Acidosis is a condition in which there is excessive acid in the body fluids. It is the opposite of alkalosis.

The kidneys and lungs maintain the balance of chemicals called acids and bases in the body. This disease occurs when acid builds up or when bicarbonate is lost. Acidosis is classified as either respiratory acidosis or metabolic acidosis.

    Causes of respiratory acidosis include: Chest deformities, such as kyphosis, chest injuries, chest muscle weakness, chronic lung disease, and over-use of sedative drugs.

  • Metabolic acidosis develops when too much acid is produced or when the kidneys cannot remove enough acid from the body.

Acidosis is more common in our society, it is mostly due to the typical American diet, which is far too high in acid-producing animal products like meat, eggs and dairy, and far too low in alkaline-producing foods like fresh vegetables. Additionally, we eat acid-producing processed foods like white flour and sugar and drink acid-producing beverages like coffee and soft drinks. We use too many drugs, which are acid-forming; and we use artificial chemical sweeteners which are extremely acid-forming. One of the best things we can do to correct an overly-acid body is to clean up the diet and lifestyle.

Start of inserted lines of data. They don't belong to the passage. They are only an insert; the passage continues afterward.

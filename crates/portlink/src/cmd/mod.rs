use std::sync::atomic::AtomicBool;
use std::sync::Arc;
use std::time::Duration;

use clap::{Args, Subcommand};
use portlink_transport::{LinkStream, SerialConfig, SerialLink, UnixDomainSocket, DEFAULT_BAUD_RATE};

use crate::exit::{transport_error, CliError, CliResult, INTERNAL, USAGE};
use crate::output::OutputFormat;

pub mod decode;
pub mod ports;
pub mod send;
pub mod serve;
pub mod version;

#[derive(Subcommand, Debug)]
pub enum Command {
    /// Emulate a device: accept frames, echo payload bytes, print port state.
    Serve(ServeArgs),
    /// Apply one frame to a device and verify its echo.
    Send(SendArgs),
    /// Run a byte stream through a receiver offline and show every transition.
    Decode(DecodeArgs),
    /// List serial ports.
    Ports(PortsArgs),
    /// Show version information.
    Version(VersionArgs),
}

pub fn run(command: Command, format: OutputFormat) -> CliResult<i32> {
    match command {
        Command::Serve(args) => serve::run(args, format),
        Command::Send(args) => send::run(args, format),
        Command::Decode(args) => decode::run(args, format),
        Command::Ports(args) => ports::run(args, format),
        Command::Version(args) => version::run(args),
    }
}

/// Where the link lives: a Unix socket path, or a serial device with `--serial`.
#[derive(Args, Debug)]
pub struct LinkArgs {
    /// Socket path, or serial device when --serial is given.
    pub path: String,
    /// Treat PATH as a serial device (e.g. /dev/ttyUSB0, COM3).
    #[arg(long)]
    pub serial: bool,
    /// Serial line rate.
    #[arg(long, default_value_t = DEFAULT_BAUD_RATE)]
    pub baud: u32,
}

#[derive(Args, Debug)]
pub struct ServeArgs {
    #[command(flatten)]
    pub link: LinkArgs,
    /// Exit after N applied frames.
    #[arg(long)]
    pub count: Option<usize>,
}

#[derive(Args, Debug)]
pub struct SendArgs {
    #[command(flatten)]
    pub link: LinkArgs,
    /// Four port values, decimal or 0x-prefixed hex.
    #[arg(num_args = 4, required = true, value_name = "BYTE", value_parser = parse_byte)]
    pub payload: Vec<u8>,
    /// How long to wait for the echo on each attempt (e.g. 1s, 500ms).
    #[arg(long, default_value = "1s")]
    pub timeout: String,
    /// Total attempts before giving up.
    #[arg(long, default_value_t = 3)]
    pub attempts: u32,
    /// Pause between attempts (e.g. 200ms).
    #[arg(long, default_value = "200ms")]
    pub backoff: String,
}

#[derive(Args, Debug)]
pub struct DecodeArgs {
    /// Hex bytes, optionally 0x-prefixed (e.g. aa 01 02 03 04 55).
    #[arg(required = true, value_name = "HEX", value_parser = parse_hex_byte)]
    pub bytes: Vec<u8>,
}

#[derive(Args, Debug, Default)]
pub struct PortsArgs {}

#[derive(Args, Debug)]
pub struct VersionArgs {
    /// Show extended build provenance.
    #[arg(long)]
    pub extended: bool,
}

/// Decimal (`170`) or hex (`0xAA`).
pub fn parse_byte(input: &str) -> Result<u8, String> {
    let input = input.trim();
    let parsed = match input
        .strip_prefix("0x")
        .or_else(|| input.strip_prefix("0X"))
    {
        Some(hex) => u8::from_str_radix(hex, 16),
        None => input.parse::<u8>(),
    };
    parsed.map_err(|_| format!("not a byte (0-255 or 0x00-0xFF): {input}"))
}

/// Hex with or without `0x`.
pub fn parse_hex_byte(input: &str) -> Result<u8, String> {
    let input = input.trim();
    let digits = input
        .strip_prefix("0x")
        .or_else(|| input.strip_prefix("0X"))
        .unwrap_or(input);
    u8::from_str_radix(digits, 16).map_err(|_| format!("not a hex byte: {input}"))
}

pub fn parse_duration(input: &str) -> CliResult<Duration> {
    let input = input.trim();
    if input.is_empty() {
        return Err(CliError::new(USAGE, "duration must not be empty"));
    }

    let (number, unit) = if let Some(num) = input.strip_suffix("ms") {
        (num, "ms")
    } else if let Some(num) = input.strip_suffix('s') {
        (num, "s")
    } else {
        (input, "s")
    };

    let value: u64 = number
        .parse()
        .map_err(|_| CliError::new(USAGE, format!("invalid duration value: {input}")))?;

    if value == 0 {
        return Err(CliError::new(USAGE, "duration must be greater than zero"));
    }

    Ok(match unit {
        "ms" => Duration::from_millis(value),
        _ => Duration::from_secs(value),
    })
}

/// Open the host end of a link.
pub fn connect_link(args: &LinkArgs) -> CliResult<LinkStream> {
    if args.serial {
        let config = SerialConfig {
            baud_rate: args.baud,
            ..SerialConfig::default()
        };
        SerialLink::open(&args.path, &config).map_err(|err| transport_error("open failed", err))
    } else {
        UnixDomainSocket::connect(&args.path).map_err(|err| transport_error("connect failed", err))
    }
}

pub fn install_ctrlc_handler(running: Arc<AtomicBool>) -> CliResult<()> {
    ctrlc::set_handler(move || {
        running.store(false, std::sync::atomic::Ordering::SeqCst);
    })
    .map_err(|err| CliError::new(INTERNAL, format!("signal handler setup failed: {err}")))
}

Most people who suffer from unbalanced pH are too acidic. This condition forces the body to borrow minerals including calcium, sodium, potassium and magnesium, from vital organs and bones to buffer (neutralize) the acid and safely remove it from the body. Because of this strain, the body can suffer severe and prolonged damage due to high acidity. A condition that may go undetected for years.

Symptoms:

Some people who have high acidity levels tend to exhibit these symptoms such as: anxiety, diarrhea, dilated pupils, extroverted behavior, fatigue in early morning, headaches, hyperactivity, hypersexuality, insomnia, nervousness, rapid heartbeat, restless legs, shortness of breath, strong appetite, high blood pressure, warm dry hands and feet.

Diagnosis:

The diagnosis of acidosis generally requires the measurement of blood pH in a sample of arterial blood, usually taken from the radial artery in the wrist. Arterial blood is used because venous blood contains high levels of bicarbonate and thus is generally not as accurate a measure of the body's pH status.

acidosis

Signs and tests

    Arterial or venous blood gas analysis.

  • Serum electrolytes.

  • Urine pH.

An arterial blood gas analysis or serum electrolytes test, such as a basic metabolic panel, will confirm that acidosis is present and indicate whether it is metabolic acidosis or respiratory acidosis. Other tests may be needed to determine the cause of the acidosis.

Treatment Options:

The treatment of metabolic acidosis depends primarily on the cause. For instance, treatment may be needed to control diabetes with insulin or to remove the toxic substance from the blood in cases of poisoning.

The treatment of respiratory acidosis aims at improving the function of the lungs. Drugs that open the airways (bronchodilators, such as albuterol may help people who have lung diseases such as asthma and emphysema. People who have severely impaired breathing or lung function, for whatever reason, may need mechanical ventilation to aid breathing.

Acidosis may also be treated directly. If the this disease is mild, the administration of intravenous fluids may be all that is needed. Rarely, when acidosis is very severe, bicarbonate may be given intravenously. However, bicarbonate provides only temporary relief and may cause harm—for instance, by overloading the body with sodium and water.

DISCLAIMER: This information should not substitute for seeking responsible, professional medical care.